I wonder if the author and the novices themselves will realize a life of such restriction leads not to childlikeness but to childishness. It also leads to an ossification of the body/mind and soul of the nun at the time she entered. (That is if she stays.)This result has both documentation by sociologists and therapists as well as testimonies from former nuns themselves. It is even found within the writings of former nuns as early as Monica Baldwin's moving biography I Leaped Over the Wall and her later novel the called and the Chosen written in the 50's-60's.
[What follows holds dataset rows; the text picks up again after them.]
use std::path::PathBuf;

use async_trait::async_trait;
use sqlx::{Pool, Row, Sqlite, sqlite::{SqliteConnectOptions, SqliteJournalMode, SqliteSynchronous}};
use tracing::{debug, error, info};

use crate::thread::{Message, ToolCallRequest};

const THREAD_TABLES: [&str; 3] = ["checkpoints", "checkpoint_writes", "checkpoint_blobs"];

#[async_trait]
pub trait ThreadStore: Send + Sync {
    /// Appends to the end of the thread, creating it when absent.
    async fn append(&self, thread_id: &str, msg: &Message) -> anyhow::Result<()>;
    /// Full ordered transcript; empty for unknown threads or an uninitialized store.
    async fn load_history(&self, thread_id: &str) -> anyhow::Result<Vec<Message>>;
    async fn list_thread_ids(&self) -> anyhow::Result<Vec<String>>;
    /// Tool calls requested by the model that have no persisted result yet, in request order.
    async fn pending_tool_calls(&self, thread_id: &str) -> anyhow::Result<Vec<ToolCallRequest>>;
    /// Removes every row for the thread. Failures are logged and reported as `false`.
    async fn delete_thread(&self, thread_id: &str) -> bool;
}

#[derive(Clone)]
pub struct SqliteThreadStore {
    pool: Pool<Sqlite>,
}

impl SqliteThreadStore {
    /// Opens the database and applies the embedded migrations.
    pub async fn initialize(database_url: Option<String>) -> anyhow::Result<Self> {
        let store = Self::connect(database_url).await?;
        sqlx::migrate!("./migrations").run(&store.pool).await?;
        info!("thread store ready");
        Ok(store)
    }

    /// Opens the database without touching the schema.
    pub async fn connect(database_url: Option<String>) -> anyhow::Result<Self> {
        let url = match database_url {
            Some(u) => u,
            None => resolve_default_db_url()?,
        };
        let options = url.parse::<SqliteConnectOptions>()?
            .create_if_missing(true)
            .journal_mode(SqliteJournalMode::Wal)
            .synchronous(SqliteSynchronous::Full);
        let pool = Pool::<Sqlite>::connect_with(options).await?;
        sqlx::query("PRAGMA busy_timeout = 5000;").execute(&pool).await?;
        debug!(%url, "opened sqlite pool");
        Ok(Self { pool })
    }

    pub async fn close(&self) {
        self.pool.close().await;
    }

    #[cfg(test)]
    pub fn pool(&self) -> &Pool<Sqlite> { &self.pool }

    async fn delete_rows(&self, thread_id: &str) -> anyhow::Result<()> {
        let mut tx = self.pool.begin().await?;
        for table in THREAD_TABLES {
            let sql = format!("DELETE FROM {table} WHERE thread_id = ?1");
            match sqlx::query(&sql).bind(thread_id).execute(&mut *tx).await {
                Ok(res) => debug!(table, rows = res.rows_affected(), "deleted thread rows"),
                Err(e) if is_missing_table(&e) => continue,
                Err(e) => return Err(e.into()),
            }
        }
        tx.commit().await?;
        Ok(())
    }
}

fn resolve_default_db_url() -> anyhow::Result<String> {
    let base = std::env::var("XDG_DATA_HOME").ok().map(PathBuf::from).unwrap_or_else(|| {
        let home = std::env::var("HOME").unwrap_or_else(|_| ".".into());
        PathBuf::from(home).join(".local").join("share")
    });
    let dir = base.join("threadchat");
    std::fs::create_dir_all(&dir)?;
    let path = dir.join("threadchat.db");
    Ok(format!("sqlite://{}", path.to_string_lossy()))
}

fn is_missing_table(err: &sqlx::Error) -> bool {
    match err {
        sqlx::Error::Database(db) => db.message().contains("no such table"),
        _ => false,
    }
}

/// Reads against a store whose schema was never created yield nothing.
fn empty_if_uninitialized<T: Default>(res: Result<T, sqlx::Error>) -> anyhow::Result<T> {
    match res {
        Ok(v) => Ok(v),
        Err(e) if is_missing_table(&e) => Ok(T::default()),
        Err(e) => Err(e.into()),
    }
}

#[async_trait]
impl ThreadStore for SqliteThreadStore {
    async fn append(&self, thread_id: &str, msg: &Message) -> anyhow::Result<()> {
        let payload = serde_json::to_string(msg)?;
        let mut tx = self.pool.begin().await?;
        // Single statement so two appenders can never claim the same seq.
        let row = sqlx::query(
            "INSERT INTO checkpoints (thread_id, seq, message_id, role, created_at) \
             SELECT ?1, COALESCE(MAX(seq) + 1, 0), ?2, ?3, ?4 FROM checkpoints WHERE thread_id = ?1 \
             RETURNING seq",
        )
        .bind(thread_id)
        .bind(msg.id.to_string())
        .bind(msg.role.as_str())
        .bind(msg.created_at.to_rfc3339())
        .fetch_one(&mut *tx)
        .await?;
        let seq: i64 = row.get("seq");

        sqlx::query("INSERT INTO checkpoint_blobs (thread_id, seq, payload) VALUES (?1, ?2, ?3)")
            .bind(thread_id)
            .bind(seq)
            .bind(payload)
            .execute(&mut *tx).await?;

        for call in &msg.tool_calls {
            sqlx::query("INSERT OR REPLACE INTO checkpoint_writes (thread_id, call_id, tool, arguments, requested_seq) VALUES (?1, ?2, ?3, ?4, ?5)")
                .bind(thread_id)
                .bind(&call.id)
                .bind(&call.name)
                .bind(call.arguments.to_string())
                .bind(seq)
                .execute(&mut *tx).await?;
        }
        if let Some(result) = &msg.tool_result {
            sqlx::query("DELETE FROM checkpoint_writes WHERE thread_id = ?1 AND call_id = ?2")
                .bind(thread_id)
                .bind(&result.call_id)
                .execute(&mut *tx).await?;
        }

        tx.commit().await?;
        debug!(thread_id, seq, role = msg.role.as_str(), "appended message");
        Ok(())
    }

    async fn load_history(&self, thread_id: &str) -> anyhow::Result<Vec<Message>> {
        let rows = empty_if_uninitialized(
            sqlx::query("SELECT b.payload FROM checkpoints c JOIN checkpoint_blobs b ON b.thread_id = c.thread_id AND b.seq = c.seq WHERE c.thread_id = ?1 ORDER BY c.seq ASC")
                .bind(thread_id)
                .fetch_all(&self.pool)
                .await,
        )?;
        rows.into_iter()
            .map(|r| {
                let payload: String = r.get("payload");
                Ok(serde_json::from_str::<Message>(&payload)?)
            })
            .collect()
    }

    async fn list_thread_ids(&self) -> anyhow::Result<Vec<String>> {
        let rows = empty_if_uninitialized(
            sqlx::query("SELECT DISTINCT thread_id FROM checkpoints").fetch_all(&self.pool).await,
        )?;
        Ok(rows.into_iter().map(|r| r.get::<String, _>("thread_id")).collect())
    }

    async fn pending_tool_calls(&self, thread_id: &str) -> anyhow::Result<Vec<ToolCallRequest>> {
        let rows = empty_if_uninitialized(
            sqlx::query("SELECT call_id, tool, arguments FROM checkpoint_writes WHERE thread_id = ?1 ORDER BY requested_seq ASC, rowid ASC")
                .bind(thread_id)
                .fetch_all(&self.pool)
                .await,
        )?;
        rows.into_iter()
            .map(|r| {
                let arguments: String = r.get("arguments");
                Ok(ToolCallRequest {
                    id: r.get("call_id"),
                    name: r.get("tool"),
                    arguments: serde_json::from_str(&arguments)?,
                })
            })
            .collect()
    }

    async fn delete_thread(&self, thread_id: &str) -> bool {
        match self.delete_rows(thread_id).await {
            Ok(()) => {
                info!(thread_id, "deleted thread");
                true
            }
            Err(e) => {
                error!(thread_id, error = %e, "failed to delete thread");
                false
            }
        }
    }
}
/// Keeps the newest `limit` messages. A window that would open on tool results
/// is widened back to the assistant request that owns them.
pub fn context_window(mut history: Vec<Message>, limit: Option<usize>) -> Vec<Message> {
    let Some(limit) = limit else { return history };
    let limit = limit.max(1);
    if history.len() <= limit {
        return history;
    }
    let mut start = history.len() - limit;
    while start > 0 && history[start].role == Role::Tool {
        start -= 1;
    }
    history.split_off(start)
}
Even at this early date the resulting behaviours resulting from the restriction are alluded to. The same result is evident in R. Lynch's, a nun, Inside Convent Walls, which sounds like a high school soroity.

However, I found the book refreshing as most religious in the past have swathed their former lives and their present lives in secrecy. The text leaves me asking how the orders and novices were selected as several orders,including some of the most powerful in the Anglican Church were not represented.

An earlier reviewer wrote she was dissappointed in not finding Roman Catholic sisters. For her I suggest Mary Loudon's book
Unveiled, Nuns Talking.

I wonder if such a book will be written about Episcopalian orders... both male and female.

Rating: 4 stars
Summary: Happy, well adjusted women sharing their stories.
Review: What a concept! So often these days it seems that we only hear from those people who are unhappy and seem to want to make everyone else feel unhappy, too. And these women share something deep and meaningful about what is really important in their lives. And to be able to say that what is so meaningful is God! I am truly amazed. I enjoyed the book very, very much.